Branch managers of financial institutions administer and manage all of the functions of a branch
office, which may include hiring personnel, approving loans and lines of credit, establishing a
rapport with the community to attract business, and assisting customers with account problems.
Financial managers who work for financial institutions must keep abreast of the rapidly growing
array of financial services and products. In addition to the general duties described above, all
financial managers perform tasks unique to their organization or industry. For example,
government financial managers must be experts on the government appropriations and budgeting
processes, whereas healthcare financial managers must be knowledgeable about issues
surrounding healthcare financing. Moreover, financial managers must be aware of special tax
laws and regulations that affect their industry.

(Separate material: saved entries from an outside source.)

use crate::cell_tone::Tone;
use crate::state::{TossDecision, TossSituation};

#[derive(Debug, Clone, PartialEq)]
pub struct SituationRow {
    pub situation: String,
    pub wins: u32,
    pub losses: u32,
    pub no_result: u32,
    pub win_pct: String,
}

#[derive(Debug, Clone, PartialEq)]
pub struct DecisionRow {
    pub toss: String,
    pub batted_first: u32,
    pub bowled_first: u32,
    pub batted_tone: Tone,
    pub bowled_tone: Tone,
}

pub const SITUATION_HEADERS: [&str; 5] = ["Situation", "Wins", "Losses", "No Result", "Win %"];
pub const DECISION_HEADERS: [&str; 3] = ["Toss", "Batted First", "Bowled First"];

/// Win share over decided games, two decimals; `0.00` with nothing decided.
pub fn win_percentage(wins: u32, losses: u32) -> String {
    let decided = wins + losses;
    if decided == 0 {
        return "0.00".to_string();
    }
    format!("{:.2}", wins as f64 / decided as f64 * 100.0)
}

pub fn situation_rows(situations: &[TossSituation]) -> Vec<SituationRow> {
    situations
        .iter()
        .map(|s| SituationRow {
            situation: s.situation.clone(),
            wins: s.wins,
            losses: s.losses,
            no_result: s.no_result,
            win_pct: win_percentage(s.wins, s.losses),
        })
        .collect()
}

pub fn decision_rows(decisions: &[TossDecision]) -> Vec<DecisionRow> {
    decisions
        .iter()
        .map(|d| DecisionRow {
            toss: d.toss.clone(),
            batted_first: d.batted_first,
            bowled_first: d.bowled_first,
            batted_tone: compare(d.batted_first, d.bowled_first),
            bowled_tone: compare(d.bowled_first, d.batted_first),
        })
        .collect()
}

fn compare(this: u32, other: u32) -> Tone {
    match this.cmp(&other) {
        std::cmp::Ordering::Greater => Tone::Favorable,
        std::cmp::Ordering::Less => Tone::Unfavorable,
        std::cmp::Ordering::Equal => Tone::Neutral,
    }
}

impl SituationRow {
    pub fn cells(&self) -> [String; 5] {
        [
            self.situation.clone(),
            self.wins.to_string(),
            self.losses.to_string(),
            self.no_result.to_string(),
            format!("{}%", self.win_pct),
        ]
    }
}

impl DecisionRow {
    pub fn cells(&self) -> [String; 3] {
        [
            self.toss.clone(),
            self.batted_first.to_string(),
            self.bowled_first.to_string(),
        ]
    }
}

#[cfg(test)]
mod tests {
    use super::*;

    #[test]
    fn percentages() {
        assert_eq!(win_percentage(0, 0), "0.00");
        assert_eq!(win_percentage(2, 1), "66.67");
        assert_eq!(win_percentage(5, 0), "100.00");
    }

    #[test]
    fn decision_tones_mirror() {
        let rows = decision_rows(&[TossDecision {
            toss: "Won".to_string(),
            batted_first: 3,
            bowled_first: 7,
        }]);
        assert_eq!(rows[0].batted_tone, Tone::Unfavorable);
        assert_eq!(rows[0].bowled_tone, Tone::Favorable);
    }
}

Financial managers play an increasingly important role in mergers and consolidations, and in
global expansion and related financing. These areas require extensive, specialized knowledge on
the part of the financial manager to reduce risks and maximize profit. Financial managers
increasingly are hired on a temporary basis to advise senior managers on these and other matters.
In fact, some small firms contract out all accounting and financial functions to companies that
provide these services.

The role of the financial manager, particularly in business, is changing in response to


technological advances that have significantly reduced the amount of time it takes to produce
financial reports. Financial managers now perform more data analysis and use it to offer senior
managers ideas on how to maximize profits. They often work on teams, acting as business
advisors to top management. Financial managers need to keep abreast of the latest computer
technology in order to increase the efficiency of their firm’s financial operations.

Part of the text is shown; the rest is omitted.